**What this task involves**
For every line in the records below that holds "static", make a copy.

**Record excerpts**
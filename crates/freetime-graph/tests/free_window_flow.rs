//! End-to-end: an expired token, one refresh, a schedule query and the merge.

use chrono::{NaiveDate, NaiveDateTime};
use freetime_core::{FreeInterval, SlotGranularity, TimeWindow};
use freetime_graph::{Credential, FreeTime, GraphConfig, GraphContext, GraphErrorCode};
use mockito::Matcher;
use serde_json::{Value, json};
use tempfile::TempDir;

fn at(h: u32, m: u32) -> NaiveDateTime {
    NaiveDate::from_ymd_opt(2025, 2, 5)
        .unwrap()
        .and_hms_opt(h, m, 0)
        .unwrap()
}

fn context(server: &mockito::Server, dir: &TempDir) -> GraphContext {
    let config = GraphConfig::new()
        .with_authority(server.url())
        .with_graph_root(format!("{}/v1.0", server.url()))
        .with_credential_path(dir.path().join("credential.json"))
        .with_default_domain("example.com");
    let context = GraphContext::new(config).unwrap();
    context
        .credentials()
        .save(
            &Credential::new("expired")
                .with_refresh_token("refresh-1")
                .with_client("client", "secret"),
        )
        .unwrap();
    context
}

fn attendees(ids: &[&str]) -> Vec<String> {
    ids.iter().map(|s| s.to_string()).collect()
}

#[tokio::test]
async fn expired_token_is_refreshed_and_free_time_computed() {
    let mut server = mockito::Server::new_async().await;
    let dir = TempDir::new().unwrap();
    let ctx = context(&server, &dir);

    let token = server
        .mock("POST", "/common/oauth2/v2.0/token")
        .match_body(Matcher::AllOf(vec![
            Matcher::UrlEncoded("grant_type".into(), "refresh_token".into()),
            Matcher::UrlEncoded("refresh_token".into(), "refresh-1".into()),
        ]))
        .with_status(200)
        .with_body(r#"{"access_token":"fresh","refresh_token":"refresh-2","expires_in":3599}"#)
        .expect(1)
        .create_async()
        .await;
    let rejected = server
        .mock("POST", "/v1.0/me/calendar/getSchedule")
        .match_header("authorization", "Bearer expired")
        .with_status(401)
        .expect(1)
        .create_async()
        .await;
    let accepted = server
        .mock("POST", "/v1.0/me/calendar/getSchedule")
        .match_header("authorization", "Bearer fresh")
        .match_body(Matcher::PartialJson(json!({
            "schedules": ["alice@example.com", "bob@other.org"],
            "startTime": {"dateTime": "2025-02-05T09:00:00", "timeZone": "UTC"},
            "endTime": {"dateTime": "2025-02-05T11:00:00", "timeZone": "UTC"},
            "availabilityViewInterval": 30
        })))
        .with_status(200)
        .with_body(
            json!({
                "value": [
                    {"scheduleId": "alice@example.com", "availabilityView": "0120"},
                    {"scheduleId": "bob@other.org", "availabilityView": "0000"}
                ]
            })
            .to_string(),
        )
        .expect(1)
        .create_async()
        .await;

    let free = ctx
        .find_free_intervals(
            "me",
            &attendees(&["alice", "bob@other.org"]),
            TimeWindow::new(at(9, 14), at(11, 0)).unwrap(),
            SlotGranularity::new(30).unwrap(),
        )
        .await
        .unwrap();

    assert_eq!(
        free,
        FreeTime::Intervals(vec![
            FreeInterval {
                from: at(9, 0),
                to: at(9, 30)
            },
            FreeInterval {
                from: at(10, 30),
                to: at(11, 0)
            },
        ])
    );
    token.assert_async().await;
    rejected.assert_async().await;
    accepted.assert_async().await;

    let raw: Value =
        serde_json::from_str(&std::fs::read_to_string(dir.path().join("credential.json")).unwrap())
            .unwrap();
    assert_eq!(raw["access_token"], "fresh");
    assert_eq!(raw["refresh_token"], "refresh-2");
    assert_eq!(raw["client_id"], "client");
    assert_eq!(raw["expires_in"], 3599);
}

#[tokio::test]
async fn persistent_rejection_surfaces_after_one_refresh() {
    let mut server = mockito::Server::new_async().await;
    let dir = TempDir::new().unwrap();
    let ctx = context(&server, &dir);

    let token = server
        .mock("POST", "/common/oauth2/v2.0/token")
        .with_status(200)
        .with_body(r#"{"access_token":"still-bad"}"#)
        .expect(1)
        .create_async()
        .await;
    let schedule = server
        .mock("POST", "/v1.0/me/calendar/getSchedule")
        .with_status(401)
        .expect(2)
        .create_async()
        .await;

    let err = ctx
        .find_free_intervals(
            "me",
            &attendees(&["alice"]),
            TimeWindow::new(at(9, 0), at(10, 0)).unwrap(),
            SlotGranularity::default(),
        )
        .await
        .unwrap_err();

    assert_eq!(err.code(), GraphErrorCode::RemoteRequestError);
    assert_eq!(err.status(), Some(401));
    assert!(!err.to_string().contains("still-bad"));
    token.assert_async().await;
    schedule.assert_async().await;
}

#[tokio::test]
async fn everyone_busy_yields_no_intervals() {
    let mut server = mockito::Server::new_async().await;
    let dir = TempDir::new().unwrap();
    let ctx = context(&server, &dir);

    let _schedule = server
        .mock("POST", "/v1.0/me/calendar/getSchedule")
        .with_status(200)
        .with_body(
            json!({
                "value": [
                    {"scheduleId": "alice@example.com", "availabilityView": "2222"},
                    {"scheduleId": "bob@example.com", "availabilityView": "0000"}
                ]
            })
            .to_string(),
        )
        .create_async()
        .await;

    let intervals = ctx
        .find_free_intervals(
            "me",
            &attendees(&["alice", "bob"]),
            TimeWindow::new(at(9, 0), at(10, 0)).unwrap(),
            SlotGranularity::new(15).unwrap(),
        )
        .await
        .unwrap();
    assert_eq!(intervals, FreeTime::Intervals(Vec::new()));
}
//! Error types for Graph operations.
//!
//! Every failure is classified by a [`GraphErrorCode`] so callers can tell
//! "the credential is broken" from "the service rejected the request" without
//! parsing messages. Messages carry HTTP status codes, response bodies of
//! failed requests and missing field names, never token values.

use std::fmt;
use thiserror::Error;

use freetime_core::AvailabilityError;

/// Longest response body kept in an error message.
const MAX_BODY_CHARS: usize = 512;

/// The category of a Graph error.
#[derive(Debug, Clone, Copy, PartialEq, Eq, Hash)]
pub enum GraphErrorCode {
    /// The token endpoint rejected the refresh grant.
    AuthServerError,
    /// The access token was rejected. Handled inside the fetcher by a single
    /// refresh-and-retry; callers never see it.
    AuthenticationExpired,
    /// Any other non-success status from the data endpoint.
    RemoteRequestError,
    /// The payload does not match the expected shape.
    MalformedResponse,
    /// The caller asked for something that cannot be queried.
    InvalidQuery,
    /// The credential record is missing required fields or is unreadable JSON.
    CorruptCredential,
    /// Connection failure, DNS error or timeout.
    NetworkError,
    /// Invalid settings or an unreadable/unwritable file.
    ConfigurationError,
}

impl GraphErrorCode {
    /// Returns a stable snake_case name for this error code.
    pub fn as_str(&self) -> &'static str {
        match self {
            Self::AuthServerError => "auth_server_error",
            Self::AuthenticationExpired => "authentication_expired",
            Self::RemoteRequestError => "remote_request_error",
            Self::MalformedResponse => "malformed_response",
            Self::InvalidQuery => "invalid_query",
            Self::CorruptCredential => "corrupt_credential",
            Self::NetworkError => "network_error",
            Self::ConfigurationError => "configuration_error",
        }
    }
}

impl fmt::Display for GraphErrorCode {
    fn fmt(&self, f: &mut fmt::Formatter<'_>) -> fmt::Result {
        write!(f, "{}", self.as_str())
    }
}

/// An error that occurred while talking to the calendar service.
#[derive(Debug, Error)]
pub struct GraphError {
    code: GraphErrorCode,
    message: String,
    /// HTTP status of the failed exchange, when there was one.
    status: Option<u16>,
    #[source]
    source: Option<Box<dyn std::error::Error + Send + Sync>>,
}

impl GraphError {
    /// Creates a new error with the given code and message.
    pub fn new(code: GraphErrorCode, message: impl Into<String>) -> Self {
        Self {
            code,
            message: message.into(),
            status: None,
            source: None,
        }
    }

    /// The token endpoint answered `status` with `body`.
    pub fn auth_server(status: u16, body: &str) -> Self {
        Self::new(
            GraphErrorCode::AuthServerError,
            format!("token refresh rejected: {}", truncate_body(body)),
        )
        .with_status(status)
    }

    /// The data endpoint rejected the access token.
    pub fn authentication_expired() -> Self {
        Self::new(
            GraphErrorCode::AuthenticationExpired,
            "access token expired or invalid",
        )
        .with_status(401)
    }

    /// The data endpoint answered `status` with `body`.
    pub fn remote_request(status: u16, body: &str) -> Self {
        Self::new(
            GraphErrorCode::RemoteRequestError,
            format!("request failed: {}", truncate_body(body)),
        )
        .with_status(status)
    }

    /// Creates a malformed response error.
    pub fn malformed(message: impl Into<String>) -> Self {
        Self::new(GraphErrorCode::MalformedResponse, message)
    }

    /// Creates an invalid query error.
    pub fn invalid_query(message: impl Into<String>) -> Self {
        Self::new(GraphErrorCode::InvalidQuery, message)
    }

    /// Creates a corrupt credential error.
    pub fn corrupt_credential(message: impl Into<String>) -> Self {
        Self::new(GraphErrorCode::CorruptCredential, message)
    }

    /// Creates a network error.
    pub fn network(message: impl Into<String>) -> Self {
        Self::new(GraphErrorCode::NetworkError, message)
    }

    /// Creates a configuration error.
    pub fn configuration(message: impl Into<String>) -> Self {
        Self::new(GraphErrorCode::ConfigurationError, message)
    }

    /// Maps a transport failure from reqwest.
    pub fn from_transport(context: &str, err: reqwest::Error) -> Self {
        if err.is_builder() {
            return Self::configuration(format!("{}: invalid request", context))
                .with_source(err.without_url());
        }
        let message = if err.is_timeout() {
            format!("{}: request timed out", context)
        } else if err.is_connect() {
            format!("{}: connection failed", context)
        } else {
            format!("{}: transport error", context)
        };
        Self::network(message).with_source(err.without_url())
    }

    /// Sets the HTTP status for this error.
    pub fn with_status(mut self, status: u16) -> Self {
        self.status = Some(status);
        self
    }

    /// Sets the source error for this error.
    pub fn with_source<E>(mut self, source: E) -> Self
    where
        E: std::error::Error + Send + Sync + 'static,
    {
        self.source = Some(Box::new(source));
        self
    }

    /// Returns the error code.
    pub fn code(&self) -> GraphErrorCode {
        self.code
    }

    /// Returns the error message.
    pub fn message(&self) -> &str {
        &self.message
    }

    /// Returns the HTTP status, if the error came from an HTTP exchange.
    pub fn status(&self) -> Option<u16> {
        self.status
    }

    /// True for the one error kind the fetcher recovers from.
    pub fn is_authentication_expired(&self) -> bool {
        self.code == GraphErrorCode::AuthenticationExpired
    }
}

impl fmt::Display for GraphError {
    fn fmt(&self, f: &mut fmt::Formatter<'_>) -> fmt::Result {
        write!(f, "{}", self.code)?;
        if let Some(status) = self.status {
            write!(f, " (HTTP {})", status)?;
        }
        write!(f, ": {}", self.message)
    }
}

impl From<AvailabilityError> for GraphError {
    fn from(err: AvailabilityError) -> Self {
        match err {
            AvailabilityError::InvalidQuery { message } => Self::invalid_query(message),
            AvailabilityError::MalformedResponse { message } => Self::malformed(message),
        }
    }
}

/// A specialized Result type for Graph operations.
pub type GraphResult<T> = Result<T, GraphError>;

fn truncate_body(body: &str) -> String {
    let body = body.trim();
    if body.is_empty() {
        return "<empty body>".to_string();
    }
    if body.chars().count() <= MAX_BODY_CHARS {
        return body.to_string();
    }
    let mut cut: String = body.chars().take(MAX_BODY_CHARS).collect();
    cut.push('…');
    cut
}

**Final answer**
    pub fn as_str(&self) -> &'static str {
        E: std::error::Error + Send + Sync + 'static,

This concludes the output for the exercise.